Your assignment:
Lines holding the string "CurrentUser": copy each one from the listing below.

Exercise materials:

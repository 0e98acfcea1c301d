//! Session plumbing shared by the storefront and the admin dashboard.
//!
//! - [`SessionCache`]: a bounded in-memory session store that evicts records
//!   once they expire.
//! - [`CurrentUser`]: the signed-in identity kept in a session, with
//!   [`sign_in`] and [`sign_out`].

#![cfg_attr(not(test), forbid(unsafe_code))]

pub mod store;
pub mod user;

pub use store::SessionCache;
pub use user::{CURRENT_USER_KEY, CurrentUser, SessionError, current_user, sign_in, sign_out};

Output:
//! - [`CurrentUser`]: the signed-in identity kept in a session, with
pub use user::{CURRENT_USER_KEY, CurrentUser, SessionError, current_user, sign_in, sign_out};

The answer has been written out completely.